Stephan: The ideal scenario would be if the counterparty is willing to take Bitcoin directly! I’ve heard of people buying houses and cars with Bitcoin so it is definitely possible. Also there is the possibility of using Bitcoin collateralised loans to ‘unlock’ the value of the HODLer’s bitcoin in a more tax efficient way – with some risk involved though, and the requirement of having income to repay the loan with. Otherwise, the HODLer can sell some bitcoin on an exchange for fiat to pay for the purchase. 

Longer term, it will get easier as bitcoin becomes more normalised into society.

Poly: I wonder, with all your experience in Bitcoin, do you consider it your unit of account or are you thinking in AUD?

“I consider my net worth in both Bitcoin and AUD terms. Obviously the longer term one is Bitcoin.”

Stephan: I consider my net worth in both Bitcoin and AUD terms. Obviously the longer term one I care more about is Bitcoin. 

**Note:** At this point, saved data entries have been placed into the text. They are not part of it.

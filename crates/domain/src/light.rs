//! Lights — addressable bulbs with a banked credit.

use serde::{Deserialize, Serialize};

use crate::credit::Credit;
use crate::error::{LumenError, ValidationError};
use crate::id::LightId;

/// A persisted light: the device label used to address the physical bulb
/// plus the credit currently banked on it.
#[derive(Debug, Clone, PartialEq, Eq, Serialize, Deserialize)]
pub struct Light {
    pub id: LightId,
    /// Device label, matched against the labels the control port discovers.
    pub label: String,
    /// Remaining "on" duration; see [`Credit`].
    pub credit: Credit,
}

impl Light {
    /// Build a light with the given identity and label, starting at credit 0.
    #[must_use]
    pub fn new(id: LightId, label: impl Into<String>) -> Self {
        Self {
            id,
            label: label.into(),
            credit: Credit::OFF,
        }
    }

    /// Check domain invariants.
    ///
    /// # Errors
    ///
    /// Returns [`LumenError::Validation`] when the label is empty
    /// ([`ValidationError::EmptyLabel`]).
    pub fn validate(&self) -> Result<(), LumenError> {
        if self.label.trim().is_empty() {
            return Err(ValidationError::EmptyLabel.into());
        }
        Ok(())
    }
}

#[cfg(test)]
mod tests {
    use super::*;

    #[test]
    fn should_start_with_zero_credit() {
        let light = Light::new(LightId::from_i64(1), "Porch");
        assert_eq!(light.credit, Credit::OFF);
        assert!(light.validate().is_ok());
    }

    #[test]
    fn should_reject_empty_label() {
        let light = Light::new(LightId::from_i64(1), "   ");
        assert!(matches!(
            light.validate(),
            Err(LumenError::Validation(ValidationError::EmptyLabel))
        ));
    }
}
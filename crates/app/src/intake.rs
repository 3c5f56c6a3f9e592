//! Callback intake — bridges the callback bus to the engine.
//!
//! Subscribes to the bus and spawns one fire-and-forget task per incoming
//! event, so a slow resolution never backs up the originating dispatcher.

use std::sync::Arc;

use tokio::sync::broadcast;
use tokio::task::JoinHandle;

use crate::callback_bus::CallbackEvent;
use crate::engine::LightingEngine;
use crate::ports::{LightControl, LightRepository, ProfileStore, RuleRepository};

/// Background consumer of [`CallbackEvent`]s.
pub struct CallbackIntake;

impl CallbackIntake {
    /// Spawn the intake task. It runs until the bus is dropped.
    pub fn start<RR, LR, PS, LC>(
        engine: Arc<LightingEngine<RR, LR, PS, LC>>,
        mut receiver: broadcast::Receiver<CallbackEvent>,
    ) -> JoinHandle<()>
    where
        RR: RuleRepository + Send + Sync + 'static,
        LR: LightRepository + Send + Sync + 'static,
        PS: ProfileStore + Send + Sync + 'static,
        LC: LightControl + Send + Sync + 'static,
    {
        tokio::spawn(async move {
            loop {
                match receiver.recv().await {
                    Ok(event) => {
                        let engine = Arc::clone(&engine);
                        tokio::spawn(async move {
                            match engine.handle_callback(event.callback).await {
                                Ok(resolved) => tracing::debug!(
                                    callback = %event.callback,
                                    rules = resolved.len(),
                                    "callback processed"
                                ),
                                Err(err) => tracing::warn!(
                                    %err,
                                    callback = %event.callback,
                                    "callback processing failed"
                                ),
                            }
                        });
                    }
                    Err(broadcast::error::RecvError::Lagged(missed)) => {
                        tracing::warn!(missed, "callback intake lagged, events dropped");
                    }
                    Err(broadcast::error::RecvError::Closed) => break,
                }
            }
        })
    }
}
//! # lumen-app
//!
//! Application layer — use-cases and **port definitions** (traits).
//!
//! ## Responsibilities
//! - Define **port traits** that adapters must implement (driven/outbound ports):
//!   - `LightRepository` — persisted lights and their credits
//!   - `RuleRepository` — rules and their light/profile/callback associations
//!   - `ProfileStore` — profiles plus the active-profile accessor pair
//!   - `LightControl` — the opaque device command port
//! - Host the **engine**: callback-driven rule selection, trigger gating,
//!   credit resolution, and the periodic decay ticker
//! - Provide **in-process infrastructure** that doesn't need IO: the
//!   callback bus and the per-light lock registry
//! - Provide administrative **services** (rule/profile/light management)
//!
//! ## Dependency rule
//! Depends on `lumen-domain` only (plus `tokio::sync`/`tokio::time` for
//! channels and timers). Never imports adapter crates. Adapters depend on
//! *this* crate, not the reverse.

pub mod callback_bus;
pub mod decay;
pub mod engine;
pub mod intake;
pub mod locks;
pub mod ports;
pub mod services;

#[cfg(test)]
pub(crate) mod testutil;
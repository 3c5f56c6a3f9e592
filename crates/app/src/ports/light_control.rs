//! Light control port — the opaque device command boundary.
//!
//! The physical protocol behind this trait is not the core's concern;
//! bulbs are addressed purely by device label. Commands are external IO
//! and may block or time out — callers must never hold a light's credit
//! lock across one of these calls.

use std::future::Future;
use std::time::Duration;

use lumen_domain::color::LightColor;
use lumen_domain::error::LumenError;

/// Commands the core issues against physical (or simulated) bulbs.
pub trait LightControl {
    /// Discover the labels of all currently addressable lights.
    fn discover(&self) -> impl Future<Output = Result<Vec<String>, LumenError>> + Send;

    /// Fade the labeled bulb to `color` over `fade`.
    fn set_color(
        &self,
        label: &str,
        color: LightColor,
        fade: Duration,
    ) -> impl Future<Output = Result<(), LumenError>> + Send;

    /// Power the labeled bulb on.
    fn turn_on(&self, label: &str) -> impl Future<Output = Result<(), LumenError>> + Send;

    /// Power the labeled bulb off.
    fn turn_off(&self, label: &str) -> impl Future<Output = Result<(), LumenError>> + Send;
}

// A shared handle to a device backend is itself a backend, so the same
// fleet can serve both the engine and the administrative services.
impl<T> LightControl for std::sync::Arc<T>
where
    T: LightControl + Send + Sync,
{
    fn discover(&self) -> impl Future<Output = Result<Vec<String>, LumenError>> + Send {
        T::discover(self)
    }

    fn set_color(
        &self,
        label: &str,
        color: LightColor,
        fade: Duration,
    ) -> impl Future<Output = Result<(), LumenError>> + Send {
        T::set_color(self, label, color, fade)
    }

    fn turn_on(&self, label: &str) -> impl Future<Output = Result<(), LumenError>> + Send {
        T::turn_on(self, label)
    }

    fn turn_off(&self, label: &str) -> impl Future<Output = Result<(), LumenError>> + Send {
        T::turn_off(self, label)
    }
}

Poly: And if you’re open to it, would you tell us whether you demand to be paid in Bitcoin by your clients?

Stephan: I ask for Bitcoin payment as first choice, but will take fiat payment if it’s not feasible. I don’t believe in ‘checkout activism’ and trying to force it on them. Let the switchover naturally occur.

Poly: Interesting, in my interview with Brian Harrington he took the other side of that argument, saying that we need more entrepreneurs demanding Bitcoin only as apps like Strike would still allow clients to spend their fiat.
I think for many aiming to build the Bitcoin Circular Economy getting paid in Bitcoin is the goal, do you have any tips on how to convince a client or employer to pay you in Bitcoin?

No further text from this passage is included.